Australia’s sharemarket continues to surge amid ongoing central bank stimulus and expectations that Covid vaccinations will allow a rapid reopening of the global economy.

Rising US and European markets and mostly positive results from corporate Australia saw the local bourse hit a record high this week despite the negatives.
Rising US and European markets and mostly positive results from corporate Australia saw the local bourse hit a record high this week despite the negatives.

Australia’s sharemarket continues to surge amid ongoing central bank stimulus and expectations that Covid vaccinations will allow a rapid reopening of the global economy.

Rising US and European markets and mostly positive results from corporate Australia saw the local bourse hit a record high this week despite stretched valuations, a bear market in iron ore prices, a worsening short-term economic outlook and the risk of longer-term damage from lockdowns as business confidence plunged to its second-lowest point since the global financial crisis.

Despite growing expectations of a pullback in shares, the S&P/ASX 200 rose 1.2 per cent to a record high daily close of 7628.9 points following a 1.4 per cent rise in the S&P 500 on Wall Street since last Thursday.

After exceeding its June peak near 7400 in late July, the index has risen in 10 of the past 12 days.

A 0.5 per cent rise on Friday was its biggest one-day gain in almost two weeks.

While the local bourse has basically tracked Wall Street after the US Senate approved a $US1 trillion ($1.36 trillion) infrastructure plan this week, the August reporting season has seen 71 per cent of reporting companies either meet or exceed expectations for profit, according to AMP Capital.

Encouragingly, 79 per cent of reporting companies have increased their June half-year profit compared to 2020, and 71 per cent have increased their dividends.

“While the lockdowns are weighing on the outlook so far this seems to have been swamped by reports of strong earnings growth and a huge return of capital to shareholders via dividends and buybacks notably by Rio Tinto, CBA and Telstra,” said AMP Capital’s head of investment strategy and chief economist, Shane Oliver.

But only about 35 major companies have reported so far and there is a tendency for good news results to come out early in the reporting period, Dr Oliver noted.

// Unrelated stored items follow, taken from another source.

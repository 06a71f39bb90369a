use std::fmt;

/// Telegram user id (numeric).
#[derive(Clone, Copy, Debug, PartialEq, Eq, Hash)]
pub struct UserId(pub i64);

/// Telegram chat id (numeric, negative for groups).
#[derive(Clone, Copy, Debug, PartialEq, Eq, Hash, PartialOrd, Ord)]
pub struct ChatId(pub i64);

impl fmt::Display for ChatId {
    fn fmt(&self, f: &mut fmt::Formatter<'_>) -> fmt::Result {
        write!(f, "{}", self.0)
    }
}

/// Telegram message id (numeric).
#[derive(Clone, Copy, Debug, PartialEq, Eq, Hash)]
pub struct MessageId(pub i32);

/// Where an outbound message goes.
#[derive(Clone, Debug, PartialEq, Eq)]
pub enum Destination {
    Irc(String),
    Telegram(ChatId),
}

/// A formatted message for one transport, consumed once by its send operation.
#[derive(Clone, Debug, PartialEq, Eq)]
pub struct OutboundMessage {
    pub destination: Destination,
    pub text: String,
    /// Plain rendering used when the transport rejects the rich-text one.
    pub fallback: Option<String>,
}

impl OutboundMessage {
    pub fn irc(channel: impl Into<String>, text: impl Into<String>) -> Self {
        Self {
            destination: Destination::Irc(channel.into()),
            text: text.into(),
            fallback: None,
        }
    }

    pub fn telegram(chat: ChatId, markdown: impl Into<String>, plain: impl Into<String>) -> Self {
        Self {
            destination: Destination::Telegram(chat),
            text: markdown.into(),
            fallback: Some(plain.into()),
        }
    }
}
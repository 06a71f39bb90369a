use crate::{errors::Error, Result};

/// Initialize diagnostic logging for the bridge.
///
/// Diagnostics go to stderr; the audit trail lives in the daily log files and
/// may be echoed to stdout, so the two never interleave on one stream.
pub fn init(service_name: &str, verbosity: u8) -> Result<()> {
    use tracing_subscriber::{fmt, EnvFilter};

    // Default: info for our crates, warn for everything else.
    // Can be overridden with `RUST_LOG`.
    let level = match verbosity {
        0 => "info",
        1 => "debug",
        _ => "trace",
    };
    let filter = EnvFilter::try_from_default_env().unwrap_or_else(|_| {
        EnvFilter::new(format!(
            "warn,{service_name}={level},tgirc_core={level},tgirc_irc={level},tgirc_telegram={level},tgirc_mis={level}"
        ))
    });

    fmt()
        .with_env_filter(filter)
        .with_writer(std::io::stderr)
        .with_target(false)
        .with_ansi(true)
        .try_init()
        .map_err(|e| Error::External(format!("failed to install tracing subscriber: {e}")))
}
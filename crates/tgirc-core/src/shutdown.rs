//! Ordered, idempotent teardown.
//!
//! Order: IRC `QUIT`, then stop producers (listeners, console), then close the
//! log writer so nothing submitted during the first two steps is lost.

use std::{sync::Arc, time::Duration};

use tokio::{sync::Mutex, task::JoinHandle, time::timeout};
use tokio_util::sync::CancellationToken;
use tracing::{debug, info, warn};

use crate::{journal::LogWriter, ports::IrcPort, Result};

/// How long producer tasks get to wind down before they are abandoned.
pub const DEFAULT_DRAIN_TIMEOUT: Duration = Duration::from_secs(5);

struct Teardown {
    writer: LogWriter,
    tasks: Vec<JoinHandle<()>>,
}

pub struct Shutdown {
    irc: Arc<dyn IrcPort>,
    quit_message: String,
    producers: CancellationToken,
    drain_timeout: Duration,
    teardown: Mutex<Option<Teardown>>,
}

impl Shutdown {
    pub fn new(irc: Arc<dyn IrcPort>, quit_message: impl Into<String>, writer: LogWriter) -> Self {
        Self {
            irc,
            quit_message: quit_message.into(),
            producers: CancellationToken::new(),
            drain_timeout: DEFAULT_DRAIN_TIMEOUT,
            teardown: Mutex::new(Some(Teardown {
                writer,
                tasks: Vec::new(),
            })),
        }
    }

    pub fn with_drain_timeout(mut self, drain_timeout: Duration) -> Self {
        self.drain_timeout = drain_timeout;
        self
    }

    /// Token that producers watch; cancelled in the second step of [`stop`].
    ///
    /// [`stop`]: Shutdown::stop
    pub fn producers(&self) -> CancellationToken {
        self.producers.clone()
    }

    /// Register a producer task to be awaited before the log is closed.
    ///
    /// Tasks tracked after shutdown began are aborted.
    pub async fn track(&self, task: JoinHandle<()>) {
        match self.teardown.lock().await.as_mut() {
            Some(t) => t.tasks.push(task),
            None => task.abort(),
        }
    }

    /// Run the teardown. Returns `Ok(false)` if it had already run.
    ///
    /// The error, if any, is the log writer's: a failed final flush means
    /// records were lost.
    pub async fn stop(&self) -> Result<bool> {
        let Some(Teardown { writer, tasks }) = self.teardown.lock().await.take() else {
            debug!("shutdown already done");
            return Ok(false);
        };
        info!("shutting down");

        if let Err(e) = self.irc.quit(&self.quit_message).await {
            warn!("IRC quit failed: {e}");
        }

        self.producers.cancel();
        for task in tasks {
            let abort = task.abort_handle();
            match timeout(self.drain_timeout, task).await {
                Ok(Ok(())) => {}
                Ok(Err(e)) if e.is_cancelled() => {}
                Ok(Err(e)) => warn!("producer task failed: {e}"),
                Err(_) => {
                    warn!("producer task did not stop in time, aborting");
                    abort.abort();
                }
            }
        }

        let res = writer.shutdown().await;
        match &res {
            Ok(()) => info!("log closed"),
            Err(e) => warn!("log writer failed on close: {e}"),
        }
        res.map(|()| true)
    }
}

“Shares remain vulnerable to a short-term correction with possible triggers being the upswing in global coronavirus cases, the inflation scare and US taper talk, likely US tax hikes and a debt ceiling standoff and geopolitical risks,” he said.

He estimated the lockdowns since late May will cost $17bn – with NSW at around $9bn assuming it ends at the end of this month, albeit that’s unlikely, and Victoria’s three lockdowns at nearly $5bn.

“Last week we revised down our September quarter GDP growth forecast to minus 2.5 per cent quarter on quarter, and growth through this year down to 2.5 per cent year on year, but this is already looking optimistic,” Dr Oliver said.

“However, we remain of the view that growth is likely to start recovering through the December quarter as lockdowns ultimately suppress cases but more sustainably as rapidly rising vaccination rates allow a transition away from using lockdowns and as pent up demand supported by government pandemic support payments is unleashed.”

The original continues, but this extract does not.